Search code examples
sql-servert-sqlsql-server-2017sql-graphsql-server-2017-graph

How to prevent insertion of cyclic reference in SQL


I have the following table:

create table dbo.Link
(
    FromNodeId int not null,
    ToNodeId int not null
)

Rows in this table represent links between nodes.

I want to prevent inserts or updates to this table from creating a cyclic relationship between nodes.

So if the table contains:

(1,2)
(2,3)

it should not be allowed to contain any of the following:

(1,1)
(2,1)
(3,1)

I'm happy to treat (1,1) separately (e.g. using a CHECK CONSTRAINT) if it makes the solution more straightforward.

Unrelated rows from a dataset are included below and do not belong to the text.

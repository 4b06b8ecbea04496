mod common;

use common::{JsonSerializer, MAX_INDENT, SIMPLE_ATTRS, STRICT, isolated_cache, serializer};
use ctxcache::context::{CONTEXT_LOCALE, Context};

#[test]
fn map_groups_relevant_properties_by_namespace() {
    let cache = isolated_cache();
    let context = serializer(&cache)
        .set(SIMPLE_ATTRS, true)
        .set(MAX_INDENT, 2)
        .set(STRICT, true)
        .set(CONTEXT_LOCALE, "fr-FR")
        .build()
        .expect("build serializer");

    let map = context.as_map();
    let properties = serde_json::to_string_pretty(&map.properties).expect("serializable map");

    insta::assert_snapshot!(properties, @r#"
    {
      "Context": {
        "locale": "fr-FR"
      },
      "JsonSerializer": {
        "simpleAttrs": true
      },
      "WriterSerializer": {
        "maxIndent": 2
      }
    }
    "#);
}

#[test]
fn map_carries_type_and_cache_fingerprint() {
    let cache = isolated_cache();
    let context = serializer(&cache)
        .set(SIMPLE_ATTRS, true)
        .build()
        .expect("build serializer");

    let map = context.as_map();
    let expected = context
        .property_store()
        .fingerprint(&cache.namespaces_for::<JsonSerializer>())
        .to_string();

    assert_eq!(map.type_name, "JsonSerializer");
    assert_eq!(map.fingerprint, expected);
    assert_eq!(map.fingerprint.len(), 16);

    let rendered = map.to_string();
    assert!(rendered.contains("\"type\": \"JsonSerializer\""));
    assert_eq!(map.to_json()["properties"]["JsonSerializer"]["simpleAttrs"], true);
}

#[test]
fn irrelevant_properties_stay_out_of_the_map() {
    let cache = isolated_cache();
    let context = serializer(&cache)
        .set(STRICT, true)
        .build()
        .expect("build serializer");

    assert!(context.as_map().properties.is_empty());
    assert!(context.property_store().contains(STRICT));
}
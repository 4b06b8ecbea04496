//! Cache key definitions.
//!
//! Defines `Fingerprint` for store digests and `Namespaces` for the set of
//! property namespaces a context type reads.

use std::collections::BTreeSet;
use std::fmt;
use std::sync::Arc;

use serde::Serialize;

/// Namespace shared by every context type.
pub const ROOT_NAMESPACE: &str = "Context";

/// 64-bit digest of a store restricted to one type's namespaces.
#[derive(Debug, Clone, Copy, PartialEq, Eq, PartialOrd, Ord, Hash, Serialize)]
#[serde(transparent)]
pub struct Fingerprint(u64);

impl Fingerprint {
    pub const fn new(value: u64) -> Self {
        Self(value)
    }

    pub const fn get(self) -> u64 {
        self.0
    }
}

impl fmt::Display for Fingerprint {
    fn fmt(&self, f: &mut fmt::Formatter<'_>) -> fmt::Result {
        write!(f, "{:016x}", self.0)
    }
}

/// Set of namespaces relevant to one context type.
#[derive(Debug, Clone, PartialEq, Eq)]
pub struct Namespaces(Arc<BTreeSet<&'static str>>);

impl Namespaces {
    pub fn contains(&self, namespace: &str) -> bool {
        self.0.contains(namespace)
    }

    pub fn iter(&self) -> impl Iterator<Item = &'static str> + '_ {
        self.0.iter().copied()
    }

    pub fn len(&self) -> usize {
        self.0.len()
    }

    pub fn is_empty(&self) -> bool {
        self.0.is_empty()
    }
}

impl FromIterator<&'static str> for Namespaces {
    fn from_iter<I: IntoIterator<Item = &'static str>>(iter: I) -> Self {
        Self(Arc::new(iter.into_iter().collect()))
    }
}

#[cfg(test)]
mod tests {
    use super::*;

    #[test]
    fn fingerprint_displays_as_fixed_width_hex() {
        assert_eq!(Fingerprint::new(0xbeef).to_string(), "000000000000beef");
    }

    #[test]
    fn namespaces_deduplicate() {
        let namespaces: Namespaces = ["Serializer", "Context", "Serializer"].into_iter().collect();
        assert_eq!(namespaces.len(), 2);
        assert!(namespaces.contains("Serializer"));
        assert!(!namespaces.contains("Parser"));
    }
}
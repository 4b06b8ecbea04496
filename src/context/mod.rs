//! Context types.
//!
//! A context is an immutable, thread-safe object built from a
//! [`PropertyStore`]. Contexts are never constructed directly by callers:
//! they are obtained through a [`ContextBuilder`], which resolves them
//! through an [`ObjectCache`](crate::cache::ObjectCache) so equivalent
//! configurations share one instance.

mod builder;
mod settings;

use std::collections::BTreeMap;
use std::fmt;
use std::sync::Arc;

use mime_guess::Mime;
use serde::Serialize;
use serde_json::Value as JsonValue;

pub use builder::ContextBuilder;
pub use settings::{
    CONTEXT_DEBUG, CONTEXT_LOCALE, CONTEXT_MEDIA_TYPE, CONTEXT_TIME_ZONE, ContextSettings, Locale,
};

use crate::cache::{ContextType, ObjectCache};
use crate::error::CreateError;
use crate::session::{Session, SessionArgs};
use crate::store::PropertyStore;

/// An immutable configured object, cached by the relevant part of its store.
pub trait Context: Send + Sync + Sized + 'static {
    /// Namespace of the properties this type itself defines.
    const TYPE_NAME: &'static str;

    /// Namespaces of the types this one specializes, nearest first.
    fn lineage() -> &'static [&'static str] {
        &[]
    }

    /// Build an instance from `store`.
    ///
    /// Must depend on nothing but `store`: concurrent callers may each build
    /// an instance and all but one are discarded.
    fn create(store: &PropertyStore) -> Result<Self, CreateError>;

    /// The store this instance was built from.
    fn property_store(&self) -> &PropertyStore;

    fn settings(&self) -> &ContextSettings;

    /// Media type used by sessions when neither the arguments nor
    /// `Context.mediaType` name one.
    fn default_media_type(&self) -> Mime {
        mime_guess::mime::APPLICATION_OCTET_STREAM
    }

    /// Arguments [`create_session`](Context::create_session) starts from.
    fn default_session_args(&self) -> SessionArgs {
        SessionArgs::new()
    }

    /// Builder seeded with this instance's store.
    ///
    /// Instances do not remember which cache published them, so the builder
    /// resolves through [`global_cache`](crate::cache::global_cache). Use
    /// [`builder_in`](Context::builder_in) for instances from a dedicated
    /// cache.
    fn builder(&self) -> ContextBuilder<Self> {
        ContextBuilder::from_store(self.property_store())
    }

    /// Builder seeded with this instance's store, resolving through `cache`.
    fn builder_in(&self, cache: &Arc<ObjectCache>) -> ContextBuilder<Self> {
        self.builder().cache(Arc::clone(cache))
    }

    fn as_map(&self) -> ContextMap {
        ContextMap::of(self)
    }

    fn create_session(&self) -> Session<'_, Self> {
        Session::new(self, self.default_session_args())
    }

    fn create_session_with(&self, args: SessionArgs) -> Session<'_, Self> {
        Session::new(self, args)
    }
}

/// Diagnostic view of a context: its relevant properties grouped by
/// namespace.
#[derive(Debug, Clone, PartialEq, Serialize)]
pub struct ContextMap {
    #[serde(rename = "type")]
    pub type_name: &'static str,
    pub fingerprint: String,
    pub properties: BTreeMap<&'static str, BTreeMap<String, JsonValue>>,
}

impl ContextMap {
    pub fn of<T: Context>(context: &T) -> Self {
        let namespaces = ContextType::of::<T>().relevant_namespaces();
        let store = context.property_store();

        let mut properties: BTreeMap<&'static str, BTreeMap<String, JsonValue>> = BTreeMap::new();
        for namespace in namespaces.iter() {
            let group: BTreeMap<_, _> = store
                .group(namespace)
                .map(|(name, value)| (local_name(name).to_string(), value.to_json()))
                .collect();
            if !group.is_empty() {
                properties.insert(namespace, group);
            }
        }

        Self {
            type_name: T::TYPE_NAME,
            fingerprint: store.fingerprint(&namespaces).to_string(),
            properties,
        }
    }

    pub fn to_json(&self) -> JsonValue {
        serde_json::to_value(self).unwrap_or(JsonValue::Null)
    }
}

impl fmt::Display for ContextMap {
    fn fmt(&self, f: &mut fmt::Formatter<'_>) -> fmt::Result {
        let rendered = serde_json::to_string_pretty(self).map_err(|_| fmt::Error)?;
        f.write_str(&rendered)
    }
}

fn local_name(name: &str) -> &str {
    name.split_once('.').map_or(name, |(_, key)| key)
}
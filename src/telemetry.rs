use std::sync::Once;

use metrics::{Unit, describe_counter};
use thiserror::Error;
use tracing_error::ErrorLayer;
use tracing_subscriber::{
    EnvFilter, fmt,
    layer::{Layer, SubscriberExt},
    util::SubscriberInitExt,
};

use crate::config::{LogFormat, LoggingSettings};

pub const METRIC_CONTEXT_CREATE_TOTAL: &str = "ctxcache_context_create_total";
pub const METRIC_CONTEXT_HIT_TOTAL: &str = "ctxcache_context_hit_total";

static METRIC_DESCRIPTIONS: Once = Once::new();

#[derive(Debug, Error)]
pub enum TelemetryError {
    #[error("failed to install tracing subscriber: {0}")]
    Subscriber(String),
}

/// Install a global tracing subscriber using the provided logging settings.
pub fn init(logging: &LoggingSettings) -> Result<(), TelemetryError> {
    describe_metrics();

    let env_filter = EnvFilter::builder()
        .with_default_directive(logging.level.into())
        .from_env_lossy();

    let fmt_layer = match logging.format {
        LogFormat::Json => fmt::layer()
            .json()
            .with_current_span(true)
            .with_span_list(true)
            .with_target(true)
            .with_writer(std::io::stderr)
            .boxed(),
        LogFormat::Compact => fmt::layer()
            .compact()
            .with_target(true)
            .with_writer(std::io::stderr)
            .boxed(),
    };

    tracing_subscriber::registry()
        .with(env_filter)
        .with(ErrorLayer::default())
        .with(fmt_layer)
        .try_init()
        .map_err(|err| TelemetryError::Subscriber(err.to_string()))
}

/// Register descriptions for the cache counters with the installed recorder.
pub fn describe_metrics() {
    METRIC_DESCRIPTIONS.call_once(|| {
        describe_counter!(
            METRIC_CONTEXT_CREATE_TOTAL,
            Unit::Count,
            "Total number of context instances built and published to the cache."
        );
        describe_counter!(
            METRIC_CONTEXT_HIT_TOTAL,
            Unit::Count,
            "Total number of context resolutions served by an existing instance."
        );
    });
}
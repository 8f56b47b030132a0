//! Fluent combinators over a `Result`.
//!
//! Every step consumes the pipeline and returns a new one. Once the wrapped
//! result is an error, `map`, `flat_map`, `filter` and `tap` no longer call
//! their closures and the error value is moved through untouched. Only
//! `tap_error`, `map_error` and `recover` see the error.

use std::convert::Infallible;
use std::fmt;

use crate::context::Context;
use crate::context_pipeline::{ContextPipeline, pipe_with_context};

/// A chainable wrapper around `Result<T, E>`.
///
/// The error type of a chain is its full taxonomy: steps may fail with a
/// narrower error as long as it converts `Into<E>`, and
/// [`widen_error`](Self::widen_error) moves the whole channel to a wider
/// type. It never narrows except through [`map_error`](Self::map_error) or
/// [`recover`](Self::recover).
#[derive(Debug, Clone, PartialEq, Eq)]
#[must_use = "a pipeline does nothing until it is turned back into a value"]
pub struct Pipeline<T, E> {
    result: Result<T, E>,
}

pub fn pipe_result<T, E>(result: Result<T, E>) -> Pipeline<T, E> {
    Pipeline { result }
}

pub fn pipe_ok<T, E>(data: T) -> Pipeline<T, E> {
    pipe_result(Ok(data))
}

pub fn pipe_error<T, E>(err: E) -> Pipeline<T, E> {
    pipe_result(Err(err))
}

impl<T, E> Pipeline<T, E> {
    #[must_use]
    pub fn is_ok(&self) -> bool {
        self.result.is_ok()
    }

    #[must_use]
    pub fn is_error(&self) -> bool {
        self.result.is_err()
    }

    pub fn map<R>(self, f: impl FnOnce(T) -> R) -> Pipeline<R, E> {
        pipe_result(self.result.map(f))
    }

    /// Replace the result with whatever `f` decides. The step's own error
    /// type must convert into the chain's.
    pub fn flat_map<R, F>(self, f: impl FnOnce(T) -> Result<R, F>) -> Pipeline<R, E>
    where
        F: Into<E>,
    {
        pipe_result(self.result.and_then(|data| f(data).map_err(Into::into)))
    }

    pub fn map_error<F>(self, f: impl FnOnce(E) -> F) -> Pipeline<T, F> {
        pipe_result(self.result.map_err(f))
    }

    pub fn widen_error<U>(self) -> Pipeline<T, U>
    where
        E: Into<U>,
    {
        self.map_error(Into::into)
    }

    pub fn tap(self, f: impl FnOnce(&T)) -> Self {
        if let Ok(data) = &self.result {
            f(data);
        }
        self
    }

    pub fn tap_error(self, f: impl FnOnce(&E)) -> Self {
        if let Err(err) = &self.result {
            f(err);
        }
        self
    }

    /// Keep the data only if `predicate` holds, otherwise fail with `rejection`.
    pub fn filter(self, predicate: impl FnOnce(&T) -> bool, rejection: impl Into<E>) -> Self {
        match self.result {
            Ok(data) => {
                if predicate(&data) {
                    pipe_ok(data)
                } else {
                    pipe_error(rejection.into())
                }
            }
            Err(err) => pipe_error(err),
        }
    }

    /// Turn an error into data. The recovered pipeline cannot fail.
    pub fn recover(self, f: impl FnOnce(E) -> T) -> Pipeline<T, Infallible> {
        pipe_ok(self.result.unwrap_or_else(f))
    }

    /// Start carrying `context` alongside the result.
    pub fn with_context<C>(self, context: C) -> ContextPipeline<T, E, C> {
        pipe_with_context(self.result, context)
    }

    /// Start carrying an empty [`Context`].
    pub fn with_empty_context(self) -> ContextPipeline<T, E, Context> {
        self.with_context(Context::new())
    }

    #[must_use]
    pub fn into_result(self) -> Result<T, E> {
        self.result
    }

    #[must_use]
    pub fn unwrap_or(self, default: T) -> T {
        self.result.unwrap_or(default)
    }

    pub fn unwrap_or_else(self, f: impl FnOnce(E) -> T) -> T {
        self.result.unwrap_or_else(f)
    }

    /// Extract the data, panicking with the formatted error otherwise.
    ///
    /// This is the only place a pipeline's error escapes as a fault. Use
    /// [`into_result`](Self::into_result) or [`unwrap_or`](Self::unwrap_or)
    /// to handle it.
    #[track_caller]
    pub fn unwrap(self) -> T
    where
        E: fmt::Debug,
    {
        self.expect("pipeline unwrapped in error state")
    }

    #[track_caller]
    pub fn expect(self, msg: &str) -> T
    where
        E: fmt::Debug,
    {
        match self.result {
            Ok(data) => data,
            Err(err) => {
                tracing::error!(error = ?err, "{msg}");
                panic!("{msg}: {err:?}");
            }
        }
    }
}

impl<T> Pipeline<T, Infallible> {
    /// Extract the data of a pipeline that cannot fail.
    pub fn into_ok(self) -> T {
        match self.result {
            Ok(data) => data,
            Err(never) => match never {},
        }
    }
}

impl<T, E> From<Result<T, E>> for Pipeline<T, E> {
    fn from(result: Result<T, E>) -> Self {
        pipe_result(result)
    }
}

impl<T, E> From<Pipeline<T, E>> for Result<T, E> {
    fn from(pipeline: Pipeline<T, E>) -> Self {
        pipeline.result
    }
}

I was thinking of creating an AFTER INSERT trigger with a recursive CTE (though there may be an easier way to do it).

Assuming this is the way to go, what would the trigger definition be? If there is a more elegant way, what is it?


Solution

  • Note first that it is preferable to detect cycles in another environment as recursive CTEs aren't known for their good performance and neither is a trigger that would run for each insert statement. For large graphs, a solution based on the solution below will likely be inefficient.


    Suppose you create the table as follows:

    CREATE TABLE dbo.lnk (
        node_from INT NOT NULL,
        node_to INT NOT NULL,
        CONSTRAINT CHK_self_link CHECK (node_from<>node_to),
        CONSTRAINT PK_lnk_node_from_node_to PRIMARY KEY(node_from,node_to)
    );
    

    That would block inserts with node_from equal to node_to, and for rows that already exist.

    The following trigger should detect cyclic references by throwing an exception if a cyclic reference is detected:

    CREATE TRIGGER TRG_no_circulars_on_lnk ON dbo.lnk AFTER INSERT
    AS
    BEGIN
        DECLARE @cd INT;
        WITH det_path AS (
            SELECT
                anchor=i.node_from,
                node_to=l.node_to,
                is_cycle=CASE WHEN i.node_from/*anchor*/=l.node_to THEN 1 ELSE 0 END
            FROM
                inserted AS i
                INNER JOIN dbo.lnk AS l ON
                    l.node_from=i.node_to
            UNION ALL
            SELECT
                dp.anchor,
                node_to=l.node_to,
                is_cycle=CASE WHEN dp.anchor=l.node_to THEN 1 ELSE 0 END
            FROM
                det_path AS dp
                INNER JOIN dbo.lnk AS l ON
                    l.node_from=dp.node_to
            WHERE
                dp.is_cycle=0
        )
        SELECT TOP 1
            @cd=is_cycle 
        FROM 
            det_path
        WHERE
            is_cycle=1
        OPTION 
            (MAXRECURSION 0);
    
        IF @cd IS NOT NULL 
            THROW 67890, 'Insert would cause cyclic reference', 1;
    END
    

    I tested this for a limited number of inserts.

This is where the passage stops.